Population (2022 estimate)
- • Municipality: 41,809
- • Density: 1,820/sq mi (704/km^{2})
- • Urban: 22,978
- Area code: 42600
- Climate: Aw

= Masatepe =

Masatepe (Nawat: Masātepēk), (/es/) is one of the nine municipalities of the Masaya Department in Nicaragua. It is located on the plateau of the villages 50 kilometers from Managua along the road to Masaya. It belongs to the tourist corridor of " Los Pueblos Blancos" on top of the coffee-producing Volcanic Plateau. The origin of the word "Masatepe" comes from the Nawat language and is named after the Nahua chiefdom of Masatepek, which was located in the present-day department of Masaya. Masatepek is a combination of the Nawat words Masat (deer), and -tepek (hill). The literal translation of Masatepek is "deer hill". The Indigenous inhabitants of Masaya are the Nahuas and the Chorotegas, and the Nahuas who still inhabit the municipality dominate the cocoa production in Masatepe.

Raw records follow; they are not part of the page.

//! Passage retrieval: candidate lookup, hybrid scoring, dedup, ranking.
//!
//! The retriever never fails. Unknown keys, an empty corpus, or a
//! comparator with no opinion all degrade to fewer (or zero) passages.

use arcana_core::KnowledgePassage;
use std::collections::HashSet;
use tracing::debug;

use crate::corpus::Corpus;
use crate::vector::{SemanticComparator, words};

/// Substituted for the semantic score when no comparator can provide one.
pub const NEUTRAL_SEMANTIC: f64 = 0.5;

/// Characters of normalized text that identify a passage for dedup.
pub const FINGERPRINT_LEN: usize = 80;

/// Question terms shorter than this are ignored for keyword overlap.
const MIN_TERM_CHARS: usize = 4;

/// Weights of the two scoring signals.
#[derive(Debug, Clone, Copy, PartialEq)]
pub struct ScoringWeights {
    pub keyword: f64,
    pub semantic: f64,
}

impl Default for ScoringWeights {
    fn default() -> Self {
        Self {
            keyword: 0.7,
            semantic: 0.3,
        }
    }
}

/// Stateless retriever over a borrowed corpus.
#[derive(Default)]
pub struct Retriever {
    weights: ScoringWeights,
    comparator: Option<Box<dyn SemanticComparator>>,
}

impl std::fmt::Debug for Retriever {
    fn fmt(&self, f: &mut std::fmt::Formatter<'_>) -> std::fmt::Result {
        f.debug_struct("Retriever")
            .field("weights", &self.weights)
            .field("comparator", &self.comparator.as_ref().map(|c| c.name()))
            .finish()
    }
}

impl Retriever {
    pub fn new(weights: ScoringWeights) -> Self {
        Self {
            weights,
            comparator: None,
        }
    }

    pub fn with_comparator(mut self, comparator: Box<dyn SemanticComparator>) -> Self {
        self.comparator = Some(comparator);
        self
    }

    pub fn weights(&self) -> ScoringWeights {
        self.weights
    }

    pub fn comparator_name(&self) -> Option<&str> {
        self.comparator.as_ref().map(|c| c.name())
    }

    /// Select passages for `topic_keys`, ranked against `question`.
    ///
    /// Passages scoring below `min_relevance` are discarded, duplicates
    /// (by fingerprint) keep their first occurrence, and the rest are
    /// sorted by descending score (ties keep candidate order) and cut to
    /// `max_passages`.
    pub fn retrieve<K: AsRef<str>>(
        &self,
        corpus: &Corpus,
        topic_keys: &[K],
        question: &str,
        max_passages: usize,
        min_relevance: f64,
    ) -> Vec<KnowledgePassage> {
        let terms = question_terms(question);
        let mut seen_keys = HashSet::new();
        let mut candidates = Vec::new();

        for key in topic_keys.iter().map(AsRef::as_ref) {
            if !seen_keys.insert(key) {
                continue;
            }
            for passage in corpus.passages(key) {
                let score = self.score(&terms, question, &passage.text);
                if score < min_relevance {
                    continue;
                }
                candidates.push(KnowledgePassage {
                    text: passage.text.clone(),
                    source_key: key.to_string(),
                    relevance_score: score,
                });
            }
        }

        if candidates.is_empty() {
            debug!(keys = topic_keys.len(), "No knowledge passages matched");
            return candidates;
        }

        let found = candidates.len();
        let mut passages = dedupe(candidates);
        passages.sort_by(|a, b| b.relevance_score.total_cmp(&a.relevance_score));
        passages.truncate(max_passages);

        debug!(
            keys = topic_keys.len(),
            candidates = found,
            returned = passages.len(),
            "Knowledge passages retrieved"
        );
        passages
    }

    fn score(&self, terms: &[String], question: &str, text: &str) -> f64 {
        let overlap = keyword_overlap(terms, text);
        let semantic = self
            .comparator
            .as_ref()
            .and_then(|c| c.similarity(question, text))
            .unwrap_or(NEUTRAL_SEMANTIC);
        (self.weights.keyword * overlap + self.weights.semantic * semantic).clamp(0.0, 1.0)
    }
}

/// Distinct lowercase question words longer than three characters.
pub fn question_terms(question: &str) -> Vec<String> {
    let mut seen = HashSet::new();
    words(question)
        .filter(|w| w.chars().count() >= MIN_TERM_CHARS)
        .filter(|w| seen.insert(w.clone()))
        .collect()
}

/// Share of `terms` found in `text`, in `[0, 1]`. No terms → 0.
pub fn keyword_overlap(terms: &[String], text: &str) -> f64 {
    if terms.is_empty() {
        return 0.0;
    }
    let lower = text.to_lowercase();
    let hits = terms.iter().filter(|t| lower.contains(t.as_str())).count();
    hits as f64 / terms.len() as f64
}

/// Normalized identity of a passage: lowercase, whitespace collapsed,
/// trimmed, first [`FINGERPRINT_LEN`] characters.
pub fn fingerprint(text: &str) -> String {
    text.split_whitespace()
        .collect::<Vec<_>>()
        .join(" ")
        .to_lowercase()
        .chars()
        .take(FINGERPRINT_LEN)
        .collect()
}

/// Keep the first passage of each fingerprint, preserving order.
pub fn dedupe(passages: Vec<KnowledgePassage>) -> Vec<KnowledgePassage> {
    let mut seen = HashSet::new();
    passages
        .into_iter()
        .filter(|p| seen.insert(fingerprint(&p.text)))
        .collect()
}

#[cfg(test)]
mod tests {
    use super::*;
    use crate::vector::HashingEmbedder;

    fn passage(text: &str) -> KnowledgePassage {
        KnowledgePassage {
            text: text.into(),
            source_key: "k".into(),
            relevance_score: 0.5,
        }
    }

    fn corpus() -> Corpus {
        let mut c = Corpus::new();
        c.insert("card:the-sun", "The Sun brings success in your career and visible joy.");
        c.insert("card:the-sun", "Warmth and vitality follow the Sun.");
        c.insert("card:the-moon", "The Moon clouds judgement about career moves.");
        c.insert("reversed", "Reversed energy turns inward.");
        c
    }

    #[test]
    fn unknown_key_returns_empty() {
        let r = Retriever::default();
        let out = r.retrieve(&Corpus::builtin(), &["unknown-key"], "anything", 5, 0.0);
        assert!(out.is_empty());
    }

    #[test]
    fn keyword_overlap_ranks_first() {
        let r = Retriever::default();
        let out = r.retrieve(
            &corpus(),
            &["card:the-sun", "card:the-moon"],
            "How is my career?",
            5,
            0.0,
        );
        assert_eq!(out.len(), 3);
        // "career" hits: two passages tie at 0.7 + 0.15, the warmth one has 0.15
        assert_eq!(out[0].source_key, "card:the-sun");
        assert!(out[0].text.contains("career"));
        assert_eq!(out[1].source_key, "card:the-moon");
        assert!((out[0].relevance_score - 0.85).abs() < 1e-9);
        assert!((out[2].relevance_score - 0.15).abs() < 1e-9);
    }

    #[test]
    fn min_relevance_filters() {
        let r = Retriever::default();
        let out = r.retrieve(&corpus(), &["card:the-sun"], "career", 5, 0.5);
        assert_eq!(out.len(), 1);
        assert!(out.iter().all(|p| p.relevance_score >= 0.5));
    }

    #[test]
    fn max_passages_truncates() {
        let r = Retriever::default();
        let out = r.retrieve(&corpus(), &["card:the-sun", "card:the-moon", "reversed"], "", 2, 0.0);
        assert_eq!(out.len(), 2);
    }

    #[test]
    fn empty_question_uses_neutral_semantic() {
        let r = Retriever::default();
        let out = r.retrieve(&corpus(), &["reversed"], "", 5, 0.0);
        assert!((out[0].relevance_score - 0.3 * NEUTRAL_SEMANTIC).abs() < 1e-9);
    }

    #[test]
    fn comparator_contributes() {
        let r = Retriever::default().with_comparator(Box::new(HashingEmbedder::default()));
        assert_eq!(r.comparator_name(), Some("hashing"));
        let out = r.retrieve(&corpus(), &["card:the-sun"], "success career joy", 5, 0.0);
        assert!(out[0].relevance_score > 0.7);
        assert!(out.iter().all(|p| (0.0..=1.0).contains(&p.relevance_score)));
    }

    #[test]
    fn duplicate_keys_do_not_duplicate_passages() {
        let r = Retriever::default();
        let out = r.retrieve(&corpus(), &["reversed", "reversed"], "", 5, 0.0);
        assert_eq!(out.len(), 1);
    }

    #[test]
    fn ten_whitespace_variants_collapse_to_one() {
        let passages: Vec<_> = (0..10)
            .map(|i| passage(&format!("The Tower falls suddenly.{}", " ".repeat(i))))
            .collect();
        assert_eq!(dedupe(passages).len(), 1);
    }

    #[test]
    fn dedupe_keeps_first_occurrence() {
        let mut a = passage("Same  text here");
        a.source_key = "first".into();
        let mut b = passage("same text HERE");
        b.source_key = "second".into();
        let out = dedupe(vec![a, b, passage("Different")]);
        assert_eq!(out.len(), 2);
        assert_eq!(out[0].source_key, "first");
    }

    #[test]
    fn fingerprint_normalizes_prefix() {
        assert_eq!(fingerprint("  Hello\n\tWORLD  "), "hello world");
        let long = "x".repeat(200);
        assert_eq!(fingerprint(&long).len(), FINGERPRINT_LEN);
    }

    #[test]
    fn short_terms_are_ignored() {
        assert_eq!(question_terms("Will I be ok at work?"), vec!["will", "work"]);
        assert_eq!(keyword_overlap(&[], "anything"), 0.0);
    }

    #[test]
    fn retrieval_does_not_mutate_corpus() {
        let c = corpus();
        let before = c.clone();
        let _ = Retriever::default().retrieve(&c, &["card:the-sun"], "career", 5, 0.0);
        assert_eq!(c, before);
    }
}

== History and Etymology ==

The name Masatepe originates from the Nawat language, and is a combination of the Nawat words Masat (deer), and -tepek (hill). Therefore, the literal translation of Masatepek is "deer hill", and was named by the Nahuas in reference to the white-tailed deer that inhabit the region. In addition, Masatepek was a Nahua chiefdom located in what is now the Masaya department. The Nahuas of Masatepek inhabited Nindiri, Niquinohomo, Monimbó, and Masatepe, and coexisted with the Chorotegas who also inhabited Masaya, as well as Chibchan minorities who were assimilated into Nahua culture and society.

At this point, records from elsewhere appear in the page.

pub mod config_cmd;
pub mod doctor;
pub mod onboard;
pub mod reading;
pub mod retrieve;
pub mod spreads;

use arcana_assembler::{ReadingPipeline, RetrievalLimits};
use arcana_config::AppConfig;
use arcana_core::CorpusError;
use arcana_knowledge::{Corpus, CorpusHandle, HashingEmbedder, Retriever, ScoringWeights};
use std::sync::Arc;

/// The configured corpus file, or the built-in corpus when none is set.
pub fn load_corpus(config: &AppConfig) -> Result<Corpus, CorpusError> {
    match &config.knowledge.corpus_path {
        Some(path) => Corpus::load(path),
        None => Ok(Corpus::builtin()),
    }
}

pub fn build_retriever(config: &AppConfig) -> Retriever {
    let retriever = Retriever::new(ScoringWeights {
        keyword: config.retrieval.keyword_weight,
        semantic: config.retrieval.semantic_weight,
    });
    if config.retrieval.semantic {
        retriever.with_comparator(Box::new(HashingEmbedder::default()))
    } else {
        retriever
    }
}

pub fn build_pipeline(config: &AppConfig) -> Result<ReadingPipeline, CorpusError> {
    let corpus = load_corpus(config)?;
    tracing::debug!(keys = corpus.key_count(), passages = corpus.len(), "Corpus loaded");
    Ok(ReadingPipeline::new(
        Arc::new(CorpusHandle::new(corpus)),
        build_retriever(config),
        RetrievalLimits {
            max_passages: config.retrieval.max_passages,
            min_relevance: config.retrieval.min_relevance,
        },
    ))
}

== Weather and Location ==
Masatepe is located on top of the Plateau of towns, at an altitude of 475m, the total area can be divided into two main different types of biomes:

1- Rain forest (Usually has native trees and Coffee Plantations. Elv: (400 - 500m)

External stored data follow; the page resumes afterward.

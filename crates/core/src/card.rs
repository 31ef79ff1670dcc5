//! Card catalog and the Card-in-Position value.
//!
//! The standard deck is built once on first use and shared read-only.
//! Lookups are case- and whitespace-insensitive, and the leading "The"
//! of a Major Arcana title is optional.

use serde::{Deserialize, Serialize};
use std::collections::HashMap;
use std::sync::LazyLock;

/// Minor Arcana suit.
#[derive(Debug, Clone, Copy, PartialEq, Eq, Hash, Serialize, Deserialize)]
#[serde(rename_all = "snake_case")]
pub enum Suit {
    Wands,
    Cups,
    Swords,
    Pentacles,
}

impl Suit {
    pub const ALL: [Suit; 4] = [Suit::Wands, Suit::Cups, Suit::Swords, Suit::Pentacles];

    pub fn as_str(&self) -> &'static str {
        match self {
            Self::Wands => "wands",
            Self::Cups => "cups",
            Self::Swords => "swords",
            Self::Pentacles => "pentacles",
        }
    }

    fn title(&self) -> &'static str {
        match self {
            Self::Wands => "Wands",
            Self::Cups => "Cups",
            Self::Swords => "Swords",
            Self::Pentacles => "Pentacles",
        }
    }

    /// Classical element of the suit.
    pub fn element(&self) -> Element {
        match self {
            Self::Wands => Element::Fire,
            Self::Cups => Element::Water,
            Self::Swords => Element::Air,
            Self::Pentacles => Element::Earth,
        }
    }
}

impl std::fmt::Display for Suit {
    fn fmt(&self, f: &mut std::fmt::Formatter<'_>) -> std::fmt::Result {
        f.write_str(self.as_str())
    }
}

/// Classical element attributed to a card.
#[derive(Debug, Clone, Copy, PartialEq, Eq, Hash, Serialize, Deserialize)]
#[serde(rename_all = "snake_case")]
pub enum Element {
    Fire,
    Water,
    Air,
    Earth,
}

impl Element {
    /// Fire opposes Water, Air opposes Earth.
    pub fn opposes(&self, other: Element) -> bool {
        matches!(
            (self, other),
            (Element::Fire, Element::Water)
                | (Element::Water, Element::Fire)
                | (Element::Air, Element::Earth)
                | (Element::Earth, Element::Air)
        )
    }
}

/// A catalog entry: one card of the deck, independent of any reading.
#[derive(Debug, Clone, PartialEq, Serialize, Deserialize)]
pub struct Card {
    pub name: String,
    pub is_major: bool,
    /// 0–21 for Major Arcana, 1–14 (Ace … King) for Minor Arcana.
    pub rank_value: u8,
    pub suit: Option<Suit>,
    pub element: Element,
}

impl Card {
    /// URL-style identifier, e.g. `three-of-swords`.
    pub fn slug(&self) -> String {
        slugify(&self.name)
    }
}

const MAJOR_ARCANA: [(&str, Element); 22] = [
    ("The Fool", Element::Air),
    ("The Magician", Element::Air),
    ("The High Priestess", Element::Water),
    ("The Empress", Element::Earth),
    ("The Emperor", Element::Fire),
    ("The Hierophant", Element::Earth),
    ("The Lovers", Element::Air),
    ("The Chariot", Element::Water),
    ("Strength", Element::Fire),
    ("The Hermit", Element::Earth),
    ("Wheel of Fortune", Element::Fire),
    ("Justice", Element::Air),
    ("The Hanged Man", Element::Water),
    ("Death", Element::Water),
    ("Temperance", Element::Fire),
    ("The Devil", Element::Earth),
    ("The Tower", Element::Fire),
    ("The Star", Element::Air),
    ("The Moon", Element::Water),
    ("The Sun", Element::Fire),
    ("Judgement", Element::Fire),
    ("The World", Element::Earth),
];

const RANK_NAMES: [&str; 14] = [
    "Ace", "Two", "Three", "Four", "Five", "Six", "Seven", "Eight", "Nine", "Ten", "Page",
    "Knight", "Queen", "King",
];

static STANDARD_DECK: LazyLock<Deck> = LazyLock::new(Deck::build_standard);

/// The 78-card deck with a normalized-name index.
#[derive(Debug, Clone)]
pub struct Deck {
    cards: Vec<Card>,
    index: HashMap<String, usize>,
}

impl Deck {
    /// The shared standard deck.
    pub fn standard() -> &'static Deck {
        &STANDARD_DECK
    }

    fn build_standard() -> Self {
        let mut cards = Vec::with_capacity(78);

        for (number, (name, element)) in MAJOR_ARCANA.iter().enumerate() {
            cards.push(Card {
                name: (*name).to_string(),
                is_major: true,
                rank_value: number as u8,
                suit: None,
                element: *element,
            });
        }

        for suit in Suit::ALL {
            for (i, rank) in RANK_NAMES.iter().enumerate() {
                cards.push(Card {
                    name: format!("{} of {}", rank, suit.title()),
                    is_major: false,
                    rank_value: (i + 1) as u8,
                    suit: Some(suit),
                    element: suit.element(),
                });
            }
        }

        let index = cards
            .iter()
            .enumerate()
            .map(|(i, c)| (normalize_name(&c.name), i))
            .collect();

        Self { cards, index }
    }

    /// Find a card by name.
    pub fn lookup(&self, name: &str) -> Option<&Card> {
        self.index.get(&normalize_name(name)).map(|&i| &self.cards[i])
    }

    pub fn cards(&self) -> &[Card] {
        &self.cards
    }

    pub fn len(&self) -> usize {
        self.cards.len()
    }

    pub fn is_empty(&self) -> bool {
        self.cards.is_empty()
    }
}

/// Lower-case, collapse whitespace, and drop a leading "the".
fn normalize_name(name: &str) -> String {
    let collapsed = name
        .split_whitespace()
        .map(|w| w.to_lowercase())
        .collect::<Vec<_>>()
        .join(" ");
    match collapsed.strip_prefix("the ") {
        Some(rest) => rest.to_string(),
        None => collapsed,
    }
}

/// Lower-case kebab form of a label: `Hopes and Fears` → `hopes-and-fears`.
pub fn slugify(label: &str) -> String {
    label
        .split(|c: char| !c.is_alphanumeric())
        .filter(|part| !part.is_empty())
        .map(|part| part.to_lowercase())
        .collect::<Vec<_>>()
        .join("-")
}

/// A drawn card placed in a named position of a spread.
///
/// Only [`crate::spread::SpreadLayout::place`] constructs it, so the card
/// name is always non-empty and the position always belongs to the layout.
#[derive(Debug, Clone, PartialEq, Serialize)]
pub struct CardInPosition {
    card_name: String,
    is_major: bool,
    rank_value: Option<u8>,
    suit: Option<Suit>,
    element: Element,
    position: String,
    is_reversed: bool,
}

impl CardInPosition {
    pub(crate) fn new(card: &Card, position: &str, is_reversed: bool) -> Self {
        Self {
            card_name: card.name.clone(),
            is_major: card.is_major,
            rank_value: Some(card.rank_value),
            suit: card.suit,
            element: card.element,
            position: position.to_string(),
            is_reversed,
        }
    }

    pub fn card_name(&self) -> &str {
        &self.card_name
    }

    pub fn is_major(&self) -> bool {
        self.is_major
    }

    pub fn rank_value(&self) -> Option<u8> {
        self.rank_value
    }

    pub fn suit(&self) -> Option<Suit> {
        self.suit
    }

    pub fn element(&self) -> Element {
        self.element
    }

    pub fn position(&self) -> &str {
        &self.position
    }

    pub fn is_reversed(&self) -> bool {
        self.is_reversed
    }

    pub fn card_slug(&self) -> String {
        slugify(&self.card_name)
    }

    /// "The Sun (upright)" / "Three of Swords (reversed)".
    pub fn label(&self) -> String {
        let orientation = if self.is_reversed { "reversed" } else { "upright" };
        format!("{} ({})", self.card_name, orientation)
    }
}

2- Dry Valley. ( can be found near the coast of the Lagoon, and the Masaya Volcano ). Elv: (90 - 250m)

The temperature fluctuates during the year, being mostly warm. During the winter months (November - January) the temperatures become cooler, and there are usually foggy mornings.

Climate data for Masatepe (1971–1990)
| Month | Jan | Feb | Mar | Apr | May | Jun | Jul | Aug | Sep | Oct | Nov | Dec | Year |
| Mean daily maximum °C (°F) | 27.4 (81.3) | 28.4 (83.1) | 30.1 (86.2) | 31.1 (88.0) | 30.5 (86.9) | 28.4 (83.1) | 27.7 (81.9) | 28.2 (82.8) | 28.7 (83.7) | 27.8 (82.0) | 27.4 (81.3) | 27.0 (80.6) | 28.6 (83.5) |
| Daily mean °C (°F) | 23.1 (73.6) | 23.7 (74.7) | 24.9 (76.8) | 25.8 (78.4) | 25.9 (78.6) | 24.0 (75.2) | 24.4 (75.9) | 24.6 (76.3) | 24.5 (76.1) | 24.1 (75.4) | 23.7 (74.7) | 23.2 (73.8) | 24.3 (75.7) |
| Mean daily minimum °C (°F) | 18.8 (65.8) | 18.9 (66.0) | 18.4 (65.1) | 20.4 (68.7) | 21.1 (70.0) | 21.0 (69.8) | 20.0 (68.0) | 20.9 (69.6) | 20.7 (69.3) | 20.4 (68.7) | 20.4 (68.7) | 19.4 (66.9) | 20.0 (68.0) |
| Average precipitation mm (inches) | 12 (0.5) | 10 (0.4) | 5 (0.2) | 17 (0.7) | 203 (8.0) | 185 (7.3) | 141 (5.6) | 172 (6.8) | 273 (10.7) | 239 (9.4) | 84 (3.3) | 29 (1.1) | 1,370 (53.9) |
| Average precipitation days (≥ 1.0 mm) | 4 | 1 | 1 | 2 | 11 | 18 | 17 | 17 | 18 | 19 | 10 | 7 | 124 |
Source: National Oceanic and Atmospheric Administration

==Sports==
The town is home of football club Deportivo Masatepe.